And this meant that if one could construct a tower that consisted of a long, rigid, train of carriages – almost exactly like a railway train, but without the wheels -, then as the tower/train rose, new carriages could be fed in at the bottom, and released from the top. And one would have then have a mass space launch system which could continually feed new bodies into space, without using any power whatsoever (in the form of rockets, for example) except for the rotational energy of the Earth. I was able to use the tower –  which I called an “orbital siphon” – to fire spacecraft anywhere in the Solar System, and beyond it. Should humans ever colonise space, and launch millions of spaceships, a siphon like this would be a very good way to do it.

And then in 1997 or so I published the idea on the internet. It’s still there, minus its illustrations and  Java applets, as an adjunct to Idle Theory.

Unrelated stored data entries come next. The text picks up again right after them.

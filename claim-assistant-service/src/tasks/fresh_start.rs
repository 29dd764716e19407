use async_trait::async_trait;
use claim_flow::{
    NextAction, Result, Task, TaskContext, TaskResult,
    model::{DocumentCategory, WorkflowKind},
    transcript::UploadPurpose,
};
use tracing::{info, warn};

use super::{DocumentUploadTask, prompts, task_id};

/// Entry for workflows that never reuse earlier documents: pre-claim check
/// and claim simulation.
pub struct FreshStartTask;

#[async_trait]
impl Task for FreshStartTask {
    fn id(&self) -> &str {
        std::any::type_name::<Self>()
    }

    async fn run(&self, ctx: &mut TaskContext<'_>) -> Result<TaskResult> {
        let workflow = ctx.conversation.require_workflow()?;

        info!(
            session_id = %ctx.session_id(),
            task_id = %self.id(),
            workflow = %workflow,
            "Starting fresh episode"
        );

        ctx.transcript.typing();
        if let Err(e) = ctx
            .gateways
            .store
            .clear_documents(DocumentCategory::PreClaim)
            .await
        {
            warn!(
                session_id = %ctx.session_id(),
                error = %e,
                "Could not clear stored PreClaim documents"
            );
        }

        ctx.conversation.reset();

        let placeholder = match workflow {
            WorkflowKind::Simulator => {
                ctx.transcript.say(
                    "🔮 Let's simulate your claim outcome. I can tell you your approval odds and how to improve them.",
                );
                ctx.transcript
                    .say("Start by uploading your **medical bill** and **doctor's notes**.");
                "Load Documents for Simulation"
            }
            _ => {
                ctx.transcript.say(
                    "To start the pre-claim analysis, please upload your **medical bill** and **doctor's notes**.",
                );
                "Upload PDF or Images"
            }
        };
        prompts::request_files(
            ctx.transcript,
            UploadPurpose::CaseDocuments,
            DocumentCategory::PreClaim,
            placeholder,
        );

        Ok(TaskResult::new_with_status(
            NextAction::GoTo(task_id::<DocumentUploadTask>()),
            "Waiting for medical bill and doctor's notes",
        ))
    }
}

Nothing happened for nearly 10 years. Nobody took any interest in it. But then, in about 2004, somebody – a professor of astronautical engineering – expressed interest in it, and asked a few questions, and then said that he thought it was a very good idea, and asked me if we might publish a joint paper on it in an astronomical journal. I agreed. And in 2005, after he written the calculus describing the idea (a task beyond my abilities), we presented a paper at a space conference in Fukuoka, Japan, and it duly appeared shortly afterwards in a couple of journals.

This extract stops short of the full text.